- Welcome to Geeksww.com
Fast, parallel restore from SQL dumps (mysqldump) for MySQL
I have used the technique that I am going to describe below on several occasions to restore from a SQL dump generated using mysqldump. In some cases, the regular restore that had taken 2 days and still could not finish successfully was completed in less than 12 hours using this simple technique. Please keep in mind that this is not a pure parallel method but I'd say it is almost parallel and have proven to be faster than regular single-threaded restore (depending on your hardware).
I am going to use 9 Innodb tables with millions of rows in some of them to show you an example of improved speed. The tables are very simple in my case, so you might see more improvement in your case. All tables have a maximum of four columns and are one of the following:
+--------+-------------------+------+-----+---------+----------------+ | Field | Type | Null | Key | Default | Extra | +--------+-------------------+------+-----+---------+----------------+ | id | int(11) | NO | PRI | NULL | auto_increment | | name | varchar(100) | YES | | NULL | | | age | float(4,1) | YES | | NULL | | | gender | enum('M','F','U') | YES | | NULL | | +--------+-------------------+------+-----+---------+----------------+ 4 rows in set (0.01 sec)
The approximate number of rows in each table are as follows:
+------------+------------+ | TABLE_NAME | TABLE_ROWS | +------------+------------+ | t1 | 12583209 | | t2 | 6291945 | | t3 | 787046 | | t4 | 19010057 | | t5 | 6291981 | | t6 | 393881 | | t7 | 12583209 | | t8 | 4000078 | | t9 | 200589 | +------------+------------+ 10 rows in set (0.20 sec)
I created two separate dump files (i) with schema only and (ii) schema and data.
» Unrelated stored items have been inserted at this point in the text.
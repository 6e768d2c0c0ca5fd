//! Streaming decoder for HTML character references.
//!
//! [`EntityDecoder`] is fed one byte at a time and hands back whatever output
//! that byte completes:
//! - outside a reference every byte comes straight back,
//! - `&` opens a reference and yields nothing until `;` or whitespace closes
//!   it,
//! - a closed reference is resolved as decimal (`#65`), hexadecimal (`#x41`,
//!   `#X41`) or one of the named references `amp`, `lt`, `gt`, `quot`,
//!   `apos` (matched case-insensitively).
//!
//! Decoding is best effort. Anything that does not resolve comes back exactly
//! as it was read, terminator included, and a reference that grows past
//! [`MAX_ENTITY_SIZE`] bytes is flushed verbatim. Nothing is ever dropped and
//! nothing is ever an error: attribute values are untrusted data, not a
//! grammar to validate.

use alloc::vec::Vec;

/// Longest reference body (the part after `&`) that is still buffered.
pub const MAX_ENTITY_SIZE: usize = 10;

const NAMED: [(&[u8], char); 5] = [
    (b"amp", '&'),
    (b"lt", '<'),
    (b"gt", '>'),
    (b"quot", '"'),
    (b"apos", '\''),
];

/// Byte-at-a-time character reference decoder.
#[derive(Debug, Clone, PartialEq, Eq)]
pub struct EntityDecoder {
    buffer: [u8; MAX_ENTITY_SIZE],
    len: usize,
    in_entity: bool,
    // `&` + body + terminator
    output: [u8; MAX_ENTITY_SIZE + 2],
    out_len: usize,
}

impl EntityDecoder {
    /// Creates a decoder outside any reference.
    #[must_use]
    pub const fn new() -> Self {
        Self {
            buffer: [0; MAX_ENTITY_SIZE],
            len: 0,
            in_entity: false,
            output: [0; MAX_ENTITY_SIZE + 2],
            out_len: 0,
        }
    }

    /// Forgets any partially read reference.
    pub fn reset(&mut self) {
        self.len = 0;
        self.in_entity = false;
        self.out_len = 0;
    }

    /// Whether a reference has been opened and not yet closed.
    #[must_use]
    pub fn in_entity(&self) -> bool {
        self.in_entity
    }

    /// Consumes one byte and returns the decoded output it completes, which
    /// is empty while a reference is being accumulated.
    pub fn decode(&mut self, byte: u8) -> &[u8] {
        self.out_len = 0;

        if !self.in_entity {
            if byte == b'&' {
                self.in_entity = true;
                self.len = 0;
            } else {
                self.emit(&[byte]);
            }
            return self.output();
        }

        if byte == b';' || byte.is_ascii_whitespace() {
            self.in_entity = false;
            match resolve(&self.buffer[..self.len]) {
                Some(ch) => {
                    let mut utf8 = [0; 4];
                    self.emit(ch.encode_utf8(&mut utf8).as_bytes());
                    if byte != b';' {
                        self.emit(&[byte]);
                    }
                }
                None => {
                    self.flush_pending();
                    self.emit(&[byte]);
                }
            }
        } else if byte == b'&' {
            // `&&amp;`: the first reference is abandoned, the second starts.
            self.flush_pending();
            self.len = 0;
        } else {
            self.buffer[self.len] = byte;
            self.len += 1;
            if self.len == MAX_ENTITY_SIZE {
                self.in_entity = false;
                self.flush_pending();
            }
        }

        self.output()
    }

    /// Ends the stream: an unterminated reference comes back verbatim.
    pub fn finish(&mut self) -> &[u8] {
        self.out_len = 0;
        if self.in_entity {
            self.in_entity = false;
            self.flush_pending();
        }
        self.output()
    }

    fn flush_pending(&mut self) {
        let pending = self.buffer;
        let len = self.len;
        self.emit(b"&");
        self.emit(&pending[..len]);
    }

    fn emit(&mut self, bytes: &[u8]) {
        let end = self.out_len + bytes.len();
        self.output[self.out_len..end].copy_from_slice(bytes);
        self.out_len = end;
    }

    fn output(&self) -> &[u8] {
        &self.output[..self.out_len]
    }
}

impl Default for EntityDecoder {
    fn default() -> Self {
        Self::new()
    }
}

/// Decodes a complete buffer, flushing any trailing unterminated reference.
#[must_use]
pub fn decode_entities(input: &[u8]) -> Vec<u8> {
    let mut decoder = EntityDecoder::new();
    let mut out = Vec::with_capacity(input.len());
    for &byte in input {
        out.extend_from_slice(decoder.decode(byte));
    }
    out.extend_from_slice(decoder.finish());
    out
}

fn resolve(body: &[u8]) -> Option<char> {
    match body {
        [b'#', b'x' | b'X', hex @ ..] => numeric(hex, 16),
        [b'#', dec @ ..] => numeric(dec, 10),
        _ => NAMED
            .iter()
            .find(|(name, _)| name.eq_ignore_ascii_case(body))
            .map(|&(_, ch)| ch),
    }
}

fn numeric(digits: &[u8], radix: u32) -> Option<char> {
    if digits.is_empty() || !digits.iter().all(|&b| char::from(b).is_digit(radix)) {
        return None;
    }
    let digits = core::str::from_utf8(digits).ok()?;
    u32::from_str_radix(digits, radix)
        .ok()
        .and_then(char::from_u32)
}

#[cfg(test)]
mod tests {
    use alloc::vec::Vec;

    use rstest::rstest;

    use super::*;

    #[rstest]
    #[case::named(b"&amp;", b"&")]
    #[case::decimal(b"&#65;", b"A")]
    #[case::hex(b"&#x41;", b"A")]
    #[case::upper_hex(b"&#X41;", b"A")]
    #[case::all_named(b"&lt;&gt;&quot;&apos;", b"<>\"'")]
    #[case::case_insensitive(b"&AMP;", b"&")]
    #[case::unknown(b"&bogus;", b"&bogus;")]
    #[case::empty(b"&;", b"&;")]
    #[case::empty_hex(b"&#x;", b"&#x;")]
    #[case::bad_digits(b"&#1a;", b"&#1a;")]
    #[case::signed(b"&#+65;", b"&#+65;")]
    #[case::surrogate(b"&#xd800;", b"&#xd800;")]
    #[case::multibyte(b"&#233;", "\u{e9}".as_bytes())]
    #[case::whitespace_terminated(b"a&amp b", b"a& b")]
    #[case::whitespace_unknown(b"&nope\tx", b"&nope\tx")]
    #[case::plain(b"go('x')", b"go('x')")]
    #[case::double_amp(b"&&amp;", b"&&")]
    #[case::unterminated(b"x&amp", b"x&amp")]
    #[case::overflow(b"&abcdefghijklm;", b"&abcdefghijklm;")]
    fn decodes(#[case] input: &[u8], #[case] expected: &[u8]) {
        assert_eq!(decode_entities(input), expected);
    }

    #[test]
    fn output_per_byte() {
        let mut d = EntityDecoder::new();
        assert_eq!(d.decode(b'a'), b"a");
        assert_eq!(d.decode(b'&'), b"");
        assert!(d.in_entity());
        assert_eq!(d.decode(b'l'), b"");
        assert_eq!(d.decode(b't'), b"");
        assert_eq!(d.decode(b';'), b"<");
        assert!(!d.in_entity());
    }

    #[test]
    fn overflow_flushes_at_capacity() {
        let mut d = EntityDecoder::new();
        let mut out = Vec::new();
        d.decode(b'&');
        for _ in 0..MAX_ENTITY_SIZE - 1 {
            assert_eq!(d.decode(b'z'), b"");
        }
        out.extend_from_slice(d.decode(b'z'));
        assert_eq!(out.len(), MAX_ENTITY_SIZE + 1);
        assert_eq!(out[0], b'&');
        assert!(!d.in_entity());
        // back to pass-through
        assert_eq!(d.decode(b';'), b";");
    }

    #[test]
    fn reset_discards_partial_reference() {
        let mut d = EntityDecoder::new();
        d.decode(b'&');
        d.decode(b'q');
        d.reset();
        assert!(!d.in_entity());
        assert_eq!(d.finish(), b"");
        assert_eq!(d.decode(b'q'), b"q");
    }
}
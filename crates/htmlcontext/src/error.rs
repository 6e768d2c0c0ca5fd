use core::fmt;

use thiserror::Error;

/// Failure while building a transition table or registering hooks.
///
/// These are fatal for whoever is constructing a parser: a grammar that does
/// not build is a programming error, not bad input.
#[derive(Error, Debug, Clone, PartialEq, Eq)]
pub enum ConfigError {
    /// The requested number of states is zero or collides with the error
    /// sentinel.
    #[error("a state machine needs between 1 and {max} states, got {0}", max = crate::fsm::State::MAX_STATES)]
    StateCount(usize),
    /// A rule or hook named a state outside the table.
    #[error("state {state} is out of range for a machine with {num_states} states")]
    StateOutOfRange {
        /// The offending state index.
        state: u8,
        /// Size of the table it was checked against.
        num_states: usize,
    },
    /// A rule pattern is neither `default`, a single byte, nor a bracket
    /// expression.
    #[error("malformed pattern {0:?}")]
    MalformedPattern(bstr::BString),
    /// A `default` rule came after a more specific rule for the same state,
    /// which would silently discard the earlier rule.
    #[error("`default` must be the first rule for state {0}")]
    DefaultNotFirst(u8),
    /// The state-name table does not cover every state.
    #[error("expected {expected} state names, got {actual}")]
    NameCount {
        /// Number of states in the table.
        expected: usize,
        /// Number of names supplied.
        actual: usize,
    },
    /// The allocator refused the transition table.
    #[error("could not allocate the transition table")]
    OutOfMemory,
}

/// A parse failure, positioned at the offending byte.
#[derive(Error, Debug, Clone, PartialEq, Eq)]
#[error("{source} at {line}:{column}")]
pub struct ParseError {
    pub(crate) source: ErrorKind,
    /// 1-based line of the offending byte.
    pub line: usize,
    /// 1-based column of the offending byte.
    pub column: usize,
}

impl ParseError {
    /// What went wrong, without the position.
    #[must_use]
    pub fn kind(&self) -> &ErrorKind {
        &self.source
    }
}

/// The reason a [`ParseError`] was raised.
#[derive(Error, Debug, Clone, PartialEq, Eq)]
pub enum ErrorKind {
    /// No transition is defined for this byte in the current state.
    #[error("unexpected character '{}'{}", escaped(.byte), in_state(.state))]
    UnexpectedByte {
        /// The rejected byte.
        byte: u8,
        /// Name of the state that rejected it, when the table has names.
        state: Option<&'static str>,
    },
    /// A `(buffer, length)` pair whose length is negative or past the end.
    #[error("invalid input length {0}")]
    InvalidLength(isize),
    /// A forced transition named a state the table does not have.
    #[error("unknown state {0}")]
    UnknownState(u8),
}

// thiserror hands fields to format arguments by reference.
#[allow(clippy::trivially_copy_pass_by_ref)]
fn escaped(byte: &u8) -> EscapedByte {
    EscapedByte(*byte)
}

#[allow(clippy::ref_option)]
fn in_state(state: &Option<&'static str>) -> InState {
    InState(*state)
}

/// Renders a byte the way diagnostics show it: printable ASCII verbatim,
/// everything else escaped.
struct EscapedByte(u8);

impl fmt::Display for EscapedByte {
    fn fmt(&self, f: &mut fmt::Formatter<'_>) -> fmt::Result {
        match self.0 {
            b'\'' => f.write_str("\\'"),
            b'\\' => f.write_str("\\\\"),
            b'\n' => f.write_str("\\n"),
            b'\r' => f.write_str("\\r"),
            b'\t' => f.write_str("\\t"),
            b @ 0x20..=0x7e => write!(f, "{}", b as char),
            b => write!(f, "\\x{b:02x}"),
        }
    }
}

struct InState(Option<&'static str>);

impl fmt::Display for InState {
    fn fmt(&self, f: &mut fmt::Formatter<'_>) -> fmt::Result {
        match self.0 {
            Some(name) => write!(f, " in state '{name}'"),
            None => Ok(()),
        }
    }
}
use alloc::vec::Vec;

use quickcheck::QuickCheck;

use super::arbitrary::Markup;
use crate::{
    AttrType, Grammar, HtmlParser, HtmlState, JsParser, JsState, ParserMode, ParserOptions,
    ValueQuote,
};

/// Everything a template engine can ask the parser.
#[derive(Debug, PartialEq, Eq)]
struct Observation {
    state: HtmlState,
    tag: Option<Vec<u8>>,
    attr: Option<Vec<u8>>,
    value: Option<Vec<u8>>,
    value_index: Option<usize>,
    attr_type: AttrType,
    quote: Option<ValueQuote>,
    in_js: bool,
    js_state: Option<JsState>,
    in_css: bool,
    url_start: bool,
    line: usize,
    column: usize,
}

fn observe(p: &HtmlParser) -> Observation {
    Observation {
        state: p.state(),
        tag: p.tag().map(|t| t.to_vec()),
        attr: p.attr().map(|a| a.to_vec()),
        value: p.value().map(|v| v.to_vec()),
        value_index: p.value_index(),
        attr_type: p.attr_type(),
        quote: p.value_quote(),
        in_js: p.in_js(),
        js_state: p.js_state(),
        in_css: p.in_css(),
        url_start: p.is_url_start(),
        line: p.line_number(),
        column: p.column_number(),
    }
}

/// Cuts `src` into consecutive chunks whose sizes are derived from `splits`.
fn chunks<'a>(src: &'a [u8], splits: &[usize]) -> Vec<&'a [u8]> {
    let mut out = Vec::new();
    let mut rest = src;
    for &s in splits {
        if rest.is_empty() {
            break;
        }
        let (head, tail) = rest.split_at(1 + s % rest.len());
        out.push(head);
        rest = tail;
    }
    if !rest.is_empty() {
        out.push(rest);
    }
    out
}

fn tests() -> u64 {
    #[cfg(not(miri))]
    let tests = if is_ci::cached() { 10_000 } else { 1_000 };
    #[cfg(miri)]
    let tests = 10;
    tests
}

/// Property: feeding a document in arbitrary chunks leaves the parser in
/// exactly the state that feeding it whole does.
#[test]
fn partition_transparency_quickcheck() {
    #[allow(clippy::needless_pass_by_value)]
    fn prop(markup: Markup, splits: Vec<usize>, mode: ParserMode) -> bool {
        let grammar = Grammar::new().unwrap();
        let options = ParserOptions {
            mode,
            ..Default::default()
        };

        let mut whole = HtmlParser::with_grammar(&grammar, options);
        let whole_result = whole.parse(&markup.0);

        let mut chunked = HtmlParser::with_grammar(&grammar, options);
        let mut chunked_result = chunked.parse(b"");
        for chunk in chunks(&markup.0, &splits) {
            chunked_result = chunked.parse(chunk);
        }

        whole_result == chunked_result && observe(&whole) == observe(&chunked)
    }

    QuickCheck::new()
        .tests(tests())
        .quickcheck(prop as fn(Markup, Vec<usize>, ParserMode) -> bool);
}

/// Property: two fresh parsers given the same input agree, and a duplicate
/// taken halfway continues exactly like the original.
#[test]
fn determinism_quickcheck() {
    #[allow(clippy::needless_pass_by_value)]
    fn prop(head: Markup, tail: Markup) -> bool {
        let mut a = HtmlParser::new().unwrap();
        let mut b = HtmlParser::new().unwrap();
        a.parse(&head.0).unwrap();
        b.parse(&head.0).unwrap();

        let mut fork = a.duplicate();
        a.parse(&tail.0).unwrap();
        b.parse(&tail.0).unwrap();
        fork.parse(&tail.0).unwrap();

        observe(&a) == observe(&b) && observe(&a) == observe(&fork)
    }

    QuickCheck::new()
        .tests(tests())
        .quickcheck(prop as fn(Markup, Markup) -> bool);
}

/// Property: the JavaScript tracker is chunking-transparent too.
#[test]
fn js_partition_quickcheck() {
    #[allow(clippy::needless_pass_by_value)]
    fn prop(markup: Markup, splits: Vec<usize>) -> bool {
        let mut whole = JsParser::new().unwrap();
        let mut chunked = whole.clone();
        let expected = whole.parse(&markup.0);
        for chunk in chunks(&markup.0, &splits) {
            chunked.parse(chunk).unwrap();
        }
        expected == Ok(chunked.state())
    }

    QuickCheck::new()
        .tests(tests())
        .quickcheck(prop as fn(Markup, Vec<usize>) -> bool);
}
mysqldump -uroot --no-data test2 > test2_schema.sql mysqldump -uroot -h127.0.0.1 -p test2 > test2.sql
I restored using the regular restore method below:
$ time mysql -uroot -h127.0.0.1 test3 < test2.sql real 13m57.107s user 0m50.160s sys 0m3.106s
It took around 14 minutes for the backup to finish successfully. Now, I am going to explain the technique and show you the results running on the exact same hardware (basically, everything else remains the same).
First, I am to going to explain a few concepts and background:
- mysql CLI program has an option --force that allows you to continue restoring even if an SQL error occurs.
- I created a skeleton schema (test4) using the schema-only dump file.
mysql -uroot -h127.0.0.1 test4 < test2_schema.sql
- Also, using the table row counts (you can use table file size too) I divided the tables into three groups and created a separate user for each group (this is why I needed the tables created).
Group 1 contains t1, t2, t3
Group 2 contains t4, t5, t6
Group 3 contains t7, t8, t9
- I used the following GRANT commands to create three separate users, one for each group (see above) with INSERT privileges.
GRANT INSERT ON test4.t1 TO 'u1'@'127.0.0.1'; GRANT INSERT ON test4.t2 TO 'u1'@'127.0.0.1'; GRANT INSERT ON test4.t3 TO 'u1'@'127.0.0.1'; GRANT INSERT ON test4.t4 TO 'u2'@'127.0.0.1'; GRANT INSERT ON test4.t5 TO 'u2'@'127.0.0.1'; GRANT INSERT ON test4.t6 TO 'u2'@'127.0.0.1'; GRANT INSERT ON test4.t7 TO 'u3'@'127.0.0.1'; GRANT INSERT ON test4.t8 TO 'u3'@'127.0.0.1'; GRANT INSERT ON test4.t9 TO 'u3'@'127.0.0.1';
Now, create three (equal to the number of groups) separate OS sessions (or run them as background processes) to restore for each group of tables in parallel.
$ time mysql -uu1 -h127.0.0.1 --force test4 < test2.sql > /dev/null 2>&1 real 7m56.070s user 0m50.687s sys 0m3.995s $ time mysql -uu2 -h127.0.0.1 --force test4 < test2.sql > /dev/null 2>&1 real 9m27.720s user 0m50.594s sys 0m4.035s $ time mysql -uu3 -h127.0.0.1 --force test4 < test2.sql > /dev/null 2>&1 real 8m0.634s user 0m50.734s sys 0m5.031s
As these commands will run in parallel, so the maximum time taken by any session is the actual time for the whole restore process. In the example above, it is ~9.5 minutes, which is approx. 30% improvement.
I also ran another test with 10 tables and 5 groups. The regular restore took 16m and 50s, whereas the parallel restore took 11m and 9s.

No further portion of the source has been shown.